くれなずめ (2020):映画短評
くれなずめ (2020)ライター3人の平均評価: 4
軽やかに、しかし敬意をもって、死と向き合う好編
友人の結婚式のために久しぶりに集まった高校時代の親友6人。集まれば、あの頃のままバカに戻れる、そんな彼らのグタグダな友情ドラマと思いきや、ほどなく違和感に気づくだろう。
彼らがこの違和感を直視し、それを乗り超えるまでの物語……というと、難しそうに思えるかもだが、松居監督はこれをコメディとてして描いており、その軽妙さに乗せられる。

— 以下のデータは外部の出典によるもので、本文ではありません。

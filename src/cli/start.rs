//! Start command: open a new study session.

use chrono::{DateTime, Utc};
use serde::Serialize;

use crate::core::session::{SessionMode, StudySession};
use crate::storage::StudyStore;

/// Options for the start command.
#[derive(Debug, Clone, Default)]
pub struct StartOptions {
    /// Deck to study, if scoped.
    pub deck_id: Option<String>,
    /// Open a practice session (no scheduling or progress changes).
    pub practice: bool,
    /// Show answers first.
    pub reversed: bool,
    /// Explicit session id; generated from the timestamp when absent.
    pub session_id: Option<String>,
}

/// Output format for the start command.
#[derive(Debug, Clone, Serialize)]
pub struct StartOutput {
    /// Whether the command succeeded.
    pub success: bool,
    /// The new session id.
    pub session_id: String,
    /// Session mode ("learning" or "practice").
    pub mode: String,
    /// Error message if the command failed.
    #[serde(skip_serializing_if = "Option::is_none")]
    pub error: Option<String>,
}

impl StartOutput {
    /// Create a successful output.
    pub fn success(session: &StudySession) -> Self {
        Self {
            success: true,
            session_id: session.id.clone(),
            mode: if session.is_practice() {
                "practice".into()
            } else {
                "learning".into()
            },
            error: None,
        }
    }

    /// Create a failed output.
    pub fn failure(error: impl Into<String>) -> Self {
        Self {
            success: false,
            session_id: String::new(),
            mode: String::new(),
            error: Some(error.into()),
        }
    }

    /// Format as human-readable text.
    pub fn format_text(&self) -> String {
        match &self.error {
            Some(error) => format!("error: {}", error),
            None => format!("started {} session {}", self.mode, self.session_id),
        }
    }
}

/// The start command implementation.
pub struct StartCommand<S: StudyStore> {
    store: S,
}

impl<S: StudyStore> StartCommand<S> {
    /// Create a new start command.
    pub fn new(store: S) -> Self {
        Self { store }
    }

    /// Open a session for `user` at `now`.
    pub fn run(&self, user: &str, options: &StartOptions, now: DateTime<Utc>) -> StartOutput {
        let id = options
            .session_id
            .clone()
            .unwrap_or_else(|| format!("session-{}", now.timestamp_millis()));

        let mode = if options.practice {
            SessionMode::Practice
        } else {
            SessionMode::Learning
        };

        let mut session = StudySession::start(id, user, options.deck_id.clone(), mode, now);
        if options.reversed {
            session = session.reversed();
        }

        match self.store.put_session(&session) {
            Ok(()) => StartOutput::success(&session),
            Err(err) => StartOutput::failure(err.to_string()),
        }
    }
}
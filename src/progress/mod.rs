//! Progress tracking for mnemo.
//!
//! Two independently-keyed subsystems share one daily-streak abstraction:
//! per-user cumulative study stats (driven by individual reviews) and the
//! cosmetic study companion (driven by session completion).

pub mod companion;
pub mod streak;
pub mod tracker;

pub use companion::{Companion, PetType, XpAward, XP_PER_LEVEL};
pub use streak::{advance as advance_streak, GapPolicy, StreakState};
pub use tracker::{UserProgress, POINTS_PER_LEVEL};
use std::env;
use std::io::Write;

use anyhow::Result;
use sqlx::postgres::PgPoolOptions;
use sqlx::{PgPool, Row};

use manifest_core::pipeline::{execute_run, RunRequest};
use manifest_core::promote;

const PASSENGERS_CSV: &str = "\
PassengerId,Name,Sex,Age,SibSp,Parch,Embarked
1, Alice ,Female,,1,0,C
2,Bob,Male,40,0,0,
";

const TEST_SCHEMA: &str = r#"
CREATE TABLE IF NOT EXISTS staging_passengers (
    passenger_id BIGINT,
    name TEXT,
    sex TEXT,
    age DOUBLE PRECISION,
    sibsp BIGINT,
    parch BIGINT,
    fare DOUBLE PRECISION,
    embarked TEXT
);
CREATE TABLE IF NOT EXISTS staging_tickets (
    ticket_id BIGINT,
    passenger_id BIGINT,
    ticket TEXT,
    class BIGINT,
    cabin TEXT
);
CREATE TABLE IF NOT EXISTS passengers (
    passenger_id BIGINT PRIMARY KEY,
    name TEXT,
    sex TEXT,
    age DOUBLE PRECISION NOT NULL,
    family_size BIGINT NOT NULL,
    embarked TEXT NOT NULL
);
CREATE TABLE IF NOT EXISTS tickets (
    ticket_id BIGINT PRIMARY KEY,
    passenger_id BIGINT NOT NULL,
    ticket_number TEXT NOT NULL,
    class BIGINT NOT NULL,
    cabin TEXT NOT NULL
);
CREATE OR REPLACE VIEW analytics_summary AS
    SELECT sex, embarked, AVG(age) AS avg_age, COUNT(*) AS passenger_count
    FROM passengers
    GROUP BY sex, embarked;
"#;

fn write_csv(dir: &tempfile::TempDir, name: &str, contents: &str) -> Result<std::path::PathBuf> {
    let path = dir.path().join(name);
    let mut file = std::fs::File::create(&path)?;
    file.write_all(contents.as_bytes())?;
    Ok(path)
}

async fn connect_and_reset(database_url: &str) -> Result<PgPool> {
    let pool = PgPoolOptions::new()
        .max_connections(2)
        .connect(database_url)
        .await?;

    sqlx::raw_sql(TEST_SCHEMA).execute(&pool).await?;
    sqlx::query("TRUNCATE TABLE staging_passengers, staging_tickets, passengers, tickets")
        .execute(&pool)
        .await?;

    Ok(pool)
}

// The whole scenario runs as one test so the shared tables are never
// touched by two tests at once.
#[tokio::test]
async fn pipeline_roundtrip_when_database_available() -> Result<()> {
    let database_url = match env::var("MANIFEST_TEST_DATABASE_URL") {
        Ok(url) => url,
        Err(_) => {
            eprintln!("Skipping pipeline test because MANIFEST_TEST_DATABASE_URL is not set");
            return Ok(());
        }
    };

    let pool = connect_and_reset(&database_url).await?;
    let dir = tempfile::tempdir()?;
    let passengers_csv = write_csv(&dir, "passengers.csv", PASSENGERS_CSV)?;

    let summary = execute_run(
        &pool,
        RunRequest {
            passengers_csv,
            tickets_csv: None,
        },
    )
    .await?;

    assert_eq!(summary.passengers, 2);
    assert_eq!(summary.tickets, 2);

    let rows = sqlx::query(
        "SELECT passenger_id, name, sex, age, family_size, embarked FROM passengers ORDER BY passenger_id",
    )
    .fetch_all(&pool)
    .await?;
    assert_eq!(rows.len(), 2);

    let alice = &rows[0];
    assert_eq!(alice.get::<String, _>("name"), "Alice");
    assert_eq!(alice.get::<String, _>("sex"), "female");
    assert_eq!(alice.get::<f64, _>("age"), 30.0);
    assert_eq!(alice.get::<i64, _>("family_size"), 2);
    assert_eq!(alice.get::<String, _>("embarked"), "C");

    let bob = &rows[1];
    assert_eq!(bob.get::<f64, _>("age"), 40.0);
    assert_eq!(bob.get::<i64, _>("family_size"), 1);
    assert_eq!(bob.get::<String, _>("embarked"), "S");

    let tickets = sqlx::query(
        "SELECT ticket_id, passenger_id, ticket_number, class, cabin FROM tickets ORDER BY ticket_id",
    )
    .fetch_all(&pool)
    .await?;
    assert_eq!(tickets.len(), 2);
    assert_eq!(tickets[0].get::<i64, _>("ticket_id"), 1);
    assert_eq!(tickets[0].get::<String, _>("ticket_number"), "T1");
    assert_eq!(tickets[1].get::<String, _>("ticket_number"), "T2");
    assert_eq!(tickets[0].get::<i64, _>("class"), 3);
    assert_eq!(tickets[0].get::<String, _>("cabin"), "Unknown");

    // Promotion is idempotent: a second pass over identical staging
    // contents leaves the finals unchanged.
    promote::promote(&pool).await?;
    let count: i64 = sqlx::query_scalar("SELECT COUNT(*) FROM passengers")
        .fetch_one(&pool)
        .await?;
    assert_eq!(count, 2);
    let alice_age: f64 = sqlx::query_scalar("SELECT age FROM passengers WHERE passenger_id = 1")
        .fetch_one(&pool)
        .await?;
    assert_eq!(alice_age, 30.0);

    let summary_rows = sqlx::query(
        "SELECT sex, embarked, avg_age, passenger_count FROM analytics_summary ORDER BY passenger_count DESC",
    )
    .fetch_all(&pool)
    .await?;
    assert_eq!(summary_rows.len(), 2);

    // A staged ticket with a NULL ticket number cannot be promoted; the
    // whole transaction must roll back, keeping the previous finals.
    sqlx::query(
        "INSERT INTO staging_tickets (ticket_id, passenger_id, ticket, class, cabin) VALUES (99, 1, NULL, 3, 'Unknown')",
    )
    .execute(&pool)
    .await?;

    assert!(promote::promote(&pool).await.is_err());

    let passenger_count: i64 = sqlx::query_scalar("SELECT COUNT(*) FROM passengers")
        .fetch_one(&pool)
        .await?;
    assert_eq!(passenger_count, 2);
    let ticket_count: i64 = sqlx::query_scalar("SELECT COUNT(*) FROM tickets")
        .fetch_one(&pool)
        .await?;
    assert_eq!(ticket_count, 2);

    Ok(())
}
use std::time::Duration;

use anyhow::{Context, Result};
use sqlx::{postgres::PgPoolOptions, Pool, Postgres};
use tracing::info;

use crate::config::DbConfig;

pub type DbPool = Pool<Postgres>;

/// Establish a Postgres connection pool using sensible defaults for one
/// sequential pipeline run, then verify connectivity with a round-trip.
pub async fn connect(config: &DbConfig) -> Result<DbPool> {
    let pool = PgPoolOptions::new()
        .max_connections(5)
        .acquire_timeout(Duration::from_secs(10))
        .connect(&config.connection_url())
        .await
        .with_context(|| format!("failed to connect to Postgres at {}", config.host))?;

    sqlx::query("SELECT 1")
        .execute(&pool)
        .await
        .context("database connectivity check failed")?;

    info!(host = %config.host, database = %config.database, "database connection established");
    Ok(pool)
}
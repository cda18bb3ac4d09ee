use anyhow::{Context, Result};
use tracing::info;

use crate::db::DbPool;
use crate::normalize::RecordBatch;

/// Replaces the contents of both staging tables with the batch, atomically.
/// Either both table loads land or neither does.
pub async fn load_to_staging(pool: &DbPool, batch: &RecordBatch) -> Result<()> {
    let mut tx = pool
        .begin()
        .await
        .context("failed to open staging transaction")?;

    sqlx::query("TRUNCATE TABLE staging_passengers, staging_tickets RESTART IDENTITY")
        .execute(&mut *tx)
        .await
        .context("failed to truncate staging tables")?;

    for passenger in &batch.passengers {
        sqlx::query(
            r#"
                INSERT INTO staging_passengers
                    (passenger_id, name, sex, age, sibsp, parch, fare, embarked)
                VALUES ($1, $2, $3, $4, $5, $6, $7, $8)
            "#,
        )
        .bind(passenger.passenger_id)
        .bind(&passenger.name)
        .bind(&passenger.sex)
        .bind(passenger.age)
        .bind(passenger.sibsp)
        .bind(passenger.parch)
        .bind(passenger.fare)
        .bind(&passenger.embarked)
        .execute(&mut *tx)
        .await
        .context("failed to insert into staging_passengers")?;
    }

    for ticket in &batch.tickets {
        sqlx::query(
            r#"
                INSERT INTO staging_tickets (ticket_id, passenger_id, ticket, class, cabin)
                VALUES ($1, $2, $3, $4, $5)
            "#,
        )
        .bind(ticket.ticket_id)
        .bind(ticket.passenger_id)
        .bind(&ticket.ticket_number)
        .bind(ticket.class)
        .bind(&ticket.cabin)
        .execute(&mut *tx)
        .await
        .context("failed to insert into staging_tickets")?;
    }

    tx.commit()
        .await
        .context("failed to commit staging transaction")?;

    info!(
        passengers = batch.passengers.len(),
        tickets = batch.tickets.len(),
        "staging tables loaded"
    );
    Ok(())
}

親友との死別とどう折り合うか? ともすれば重くなりがちなテーマだが、笑いやファンタジーの効果により気持ちよく突き抜ける。街と自然が混在する地方都市の風景がこれまた心地よく、同時に現実味を醸す効果も。ボンクラ男子にふんした成田凌ら俳優陣の妙演も光る。
何が起こるか分からない人生だから、その瞬間を精一杯味わいたい
久しぶりに会った高校の同級生と言葉を交わす瞬間に過去に戻っていく感覚に覚えあり。「あるある」と思わせるシーンや台詞が次々に登場し、懐かしいようなこそばゆい思いが込み上げる。しかし過去の友情を再確認し、前に進む青年像という単純な話ではなく、切なさや理不尽な人生への怒りが内在する奥行きの深い物語だった。人生って、本当に何が起こるか分からない。自身の体験をもとに、その時に感じたであろうさまざまな感情を見事に集約させた松井監督の筆力に感服する。主演の成田凌は出演作ごとに魅力が増しているし、個性派の浜野健太や藤原季節がとてもいい味を出している。初めて見たが、目次立樹はいいバイプレイヤーになりそう。
少し不思議な、“男子6人かしまし物語”
披露宴と二次会のあいだという、あるあるな3時間に展開される、少し不思議な“男子6人かしまし物語”。脱力系の日常コメディとして始まり、いちいち突き刺さるセリフやノスタルジーだけでなく、いかにも松居大悟監督的ともいえる変態さ&ヤバさも注入。そのため、監督デビューから10年、誰もが認める松居監督作の集大成といえるだろう。実年齢はかなり離れてる6人の役者のバランスでなく、実質ヒロインである前田敦子の使い方も見事。藤原季節だけでなく、テーマや展開など、『佐々木、イン、マイマイン』と被る部分もあるが、すべてをさらけ出すことでの共感度など、仕上がりに関しては、断然こちらの方が上!